Plans filed by real estate developer and Fairfax Discount Liquors owner Bob Aerenson would build a 10,000-square-foot warehouse and a 6,000-square-foot office on U.S. Route 113 between Easterseals Delaware and Maryland's Eastern Shore and the future Post Acute Medical (PAM) Rehabilitation Hospital.
“The new facility … is designed to primarily serve our commercial paint customers working in and around Sussex County,” Sherwin-Williams Company Global Corporate Communication Vice President Julie Young said. “We identified a need to better serve our commercial paint customers closer to where they work.”
The warehouse will serve as a hub for Sherwin-Williams to sell gallons of paint to various painting contractors and firms, rather than a straight-to-consumer retail operation. In Georgetown, it’s a 23-minute drive to Seaford in the west and 45-minute drive south to Ocean City, Md. The warehouse will have five employees on site, and is projected to have tractor trailers deliver paint once a week, at the most.

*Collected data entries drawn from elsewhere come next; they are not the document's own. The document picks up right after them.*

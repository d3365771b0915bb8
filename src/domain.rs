use anyhow::{Context, Result};
use indexmap::IndexSet;
use std::fs;
use std::path::Path;
use tracing::info;

/// Normalizes one domain entry: scheme prefix and trailing slashes removed,
/// lowercased. Returns `None` for blank entries.
pub fn normalize_domain(entry: &str) -> Option<String> {
    let entry = entry.trim().to_lowercase();
    let entry = entry
        .strip_prefix("https://")
        .or_else(|| entry.strip_prefix("http://"))
        .unwrap_or(&entry)
        .trim_end_matches('/');

    if entry.is_empty() {
        None
    } else {
        Some(entry.to_string())
    }
}

/// Parses a newline-delimited domain list, dropping blanks and duplicates
/// while keeping first-seen order.
pub fn parse_domain_list(content: &str) -> Vec<String> {
    content
        .lines()
        .filter_map(normalize_domain)
        .collect::<IndexSet<_>>()
        .into_iter()
        .collect()
}

pub fn load_domain_list(path: &Path) -> Result<Vec<String>> {
    let content = fs::read_to_string(path)
        .with_context(|| format!("Error reading domain list file {:?}", path))?;
    let domains = parse_domain_list(&content);

    info!(action = "loaded", component = "domain_list", domain_count = domains.len(), file_path = ?path, "Loaded domains from file");
    Ok(domains)
}

/// Resolves the run's target domains from exactly one of a single domain or
/// a domain-list file.
///
/// The CLI's argument group already rejects neither/both; library callers
/// get the same check here.
pub fn resolve_targets(domain: Option<&str>, list: Option<&Path>) -> Result<Vec<String>> {
    match (domain, list) {
        (Some(_), Some(_)) => {
            anyhow::bail!("Please provide either the -d option or the -l option, not both")
        }
        (None, None) => anyhow::bail!("Please provide either the -d option or the -l option"),
        (Some(domain), None) => match normalize_domain(domain) {
            Some(domain) => Ok(vec![domain]),
            None => anyhow::bail!("Domain must not be empty"),
        },
        (None, Some(path)) => load_domain_list(path),
    }
}

#[cfg(test)]
mod tests {
    use super::*;
    use std::io::Write;

    #[test]
    fn test_normalize_domain() {
        assert_eq!(normalize_domain("Example.COM").as_deref(), Some("example.com"));
        assert_eq!(
            normalize_domain("https://example.com/").as_deref(),
            Some("example.com")
        );
        assert_eq!(
            normalize_domain("HTTP://sub.example.com").as_deref(),
            Some("sub.example.com")
        );
        assert_eq!(normalize_domain("   "), None);
    }

    #[test]
    fn test_parse_domain_list_dedupes_and_strips() {
        let domains = parse_domain_list("https://b.com\n\nA.com\nhttp://a.com\nb.com\n");
        assert_eq!(domains, vec!["b.com", "a.com"]);
    }

    #[test]
    fn test_load_domain_list_from_file() {
        let mut file = tempfile::NamedTempFile::new().unwrap();
        writeln!(file, "example.com\nhttps://example.org").unwrap();

        let domains = load_domain_list(file.path()).unwrap();
        assert_eq!(domains, vec!["example.com", "example.org"]);
    }

    #[test]
    fn test_missing_domain_list_is_an_error() {
        let dir = tempfile::tempdir().unwrap();
        let err = load_domain_list(&dir.path().join("nope.txt")).unwrap_err();
        assert!(err.to_string().contains("Error reading domain list file"));
    }

    #[test]
    fn test_resolve_targets_requires_exactly_one() {
        assert!(resolve_targets(None, None).is_err());
        assert!(resolve_targets(Some("a.com"), Some(Path::new("list.txt"))).is_err());
        assert_eq!(resolve_targets(Some("A.com"), None).unwrap(), vec!["a.com"]);
    }
}
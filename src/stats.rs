/// Counts gathered while processing one domain.
#[derive(Debug, Default, Clone, Copy, PartialEq, Eq)]
pub struct DomainStats {
    pub raw_urls: usize,
    pub malformed: usize,
    pub excluded: usize,
    pub cleaned: usize,
    pub merged: usize,
}

#[derive(Debug, Default, Clone, Copy, PartialEq, Eq)]
pub struct RunSummary {
    pub processed: usize,
    pub skipped: usize,
    pub urls_written: usize,
}

impl RunSummary {
    pub fn record(&mut self, stats: &DomainStats) {
        self.processed += 1;
        self.urls_written += stats.merged;
    }

    pub fn record_skip(&mut self) {
        self.skipped += 1;
    }
}
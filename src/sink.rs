use anyhow::{Context, Result};
use std::fs::OpenOptions;
use std::io::{self, BufWriter, Write};
use std::path::PathBuf;
use tracing::info;

/// Destination for a domain's merged URLs: an append-mode file, optionally
/// mirrored to stdout.
#[derive(Debug, Clone)]
pub struct OutputSink {
    path: PathBuf,
    stream: bool,
}

impl OutputSink {
    pub fn new(path: impl Into<PathBuf>, stream: bool) -> Self {
        Self {
            path: path.into(),
            stream,
        }
    }

    /// Appends one URL per line, creating the file when it does not exist.
    pub fn write(&self, urls: &[String]) -> Result<()> {
        let file = OpenOptions::new()
            .create(true)
            .append(true)
            .open(&self.path)
            .with_context(|| format!("Failed to open output file {:?}", self.path))?;

        let mut writer = BufWriter::new(file);
        write_lines(&mut writer, urls)
            .and_then(|_| writer.flush())
            .with_context(|| format!("Failed to write output file {:?}", self.path))?;

        if self.stream {
            let stdout = io::stdout();
            write_lines(&mut stdout.lock(), urls).context("Failed to stream URLs to stdout")?;
        }

        info!(action = "save", component = "output_sink", url_count = urls.len(), file_path = ?self.path, "Saved URLs");
        Ok(())
    }
}

pub fn write_lines<W: Write>(writer: &mut W, urls: &[String]) -> io::Result<()> {
    for url in urls {
        writeln!(writer, "{}", url)?;
    }
    Ok(())
}

#[cfg(test)]
mod tests {
    use super::*;
    use std::fs;

    #[test]
    fn test_write_lines_terminates_each_url() {
        let mut buf = Vec::new();
        write_lines(&mut buf, &["a".to_string(), "b".to_string()]).unwrap();
        assert_eq!(String::from_utf8(buf).unwrap(), "a\nb\n");
    }

    #[test]
    fn test_sink_creates_then_appends() {
        let dir = tempfile::tempdir().unwrap();
        let path = dir.path().join("example.com.txt");
        let sink = OutputSink::new(&path, false);

        sink.write(&["http://example.com/a?x=1".to_string()]).unwrap();
        sink.write(&["http://example.com/b".to_string()]).unwrap();

        assert_eq!(
            fs::read_to_string(&path).unwrap(),
            "http://example.com/a?x=1\nhttp://example.com/b\n"
        );
    }

    #[test]
    fn test_sink_reports_unwritable_path() {
        let dir = tempfile::tempdir().unwrap();
        let sink = OutputSink::new(dir.path().join("missing").join("out.txt"), false);
        assert!(sink.write(&["http://example.com/".to_string()]).is_err());
    }
}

“When you say distribution center, people think about Amazon. This is not that, it’s business-to-business,” Aerenson told the Delaware Business Times. “Sherwin-Williams is a large, successful company and they’re interested in targeting needs now and in the future in the region.”
Between April 2017 and May 2022, the county documented approximately 16,800 permits for single-family units alone. Of those permits that lay within the limits of a Sussex County municipality, Lewes, Millsboro, and Milton rank the highest when it comes to the number of single-family unit permits.
Sussex County’s population rose by 4% between 2020 and 2021, and it’s projected to continue growing as more people look to move closer to Delaware’s beaches as they retire.
Aerenson, who specializes in securing easements and entitlements for residential lots as well as working on several other Sherman William storefronts in the state, said the 6,000- square-foot second structure on the land will not be connected to the warehouse project. He is looking for a tenant, either for retail on the first floor and office on the second floor, or to use the entire facility as office space.
Construction on the warehouse is expected to start in the next six to eight months, with completion targeted for spring of 2023.